(Excerpted records begins)

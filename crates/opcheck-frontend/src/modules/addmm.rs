use crate::error::Result;
use crate::functional;
use crate::module::{expect_inputs, Module};
use crate::tracer::Tracer;
use opcheck_core::{NodeAttribute, Tensor};
use std::collections::HashMap;

/// `torch.addmm(m0, m1, m2, alpha=alpha, beta=beta)`.
#[derive(Debug, Clone, Copy)]
pub struct AddmmModule {
    alpha: f64,
    beta: f64,
}

impl AddmmModule {
    /// Create an addmm module.
    pub fn new(alpha: f64, beta: f64) -> Self {
        Self { alpha, beta }
    }
}

impl Module for AddmmModule {
    fn op_tag(&self) -> &str {
        "aten::addmm"
    }

    fn forward(&self, inputs: &[Tensor]) -> Result<Vec<Tensor>> {
        expect_inputs("AddmmModule", inputs, 3)?;
        Ok(vec![functional::addmm(
            &inputs[0], &inputs[1], &inputs[2], self.beta, self.alpha,
        )?])
    }

    fn trace(&self, tracer: &mut Tracer, inputs: &[String]) -> Result<Vec<String>> {
        expect_inputs("AddmmModule", inputs, 3)?;
        let mut attrs = HashMap::new();
        attrs.insert("alpha".to_string(), NodeAttribute::Float(self.alpha));
        attrs.insert("beta".to_string(), NodeAttribute::Float(self.beta));
        tracer.call("aten::addmm", inputs, attrs)
    }
}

(Excerpted records ends)

-- Problem details --
A single number is needed: the count of lines in the records that contain "tracer".

-- Result for this task --
3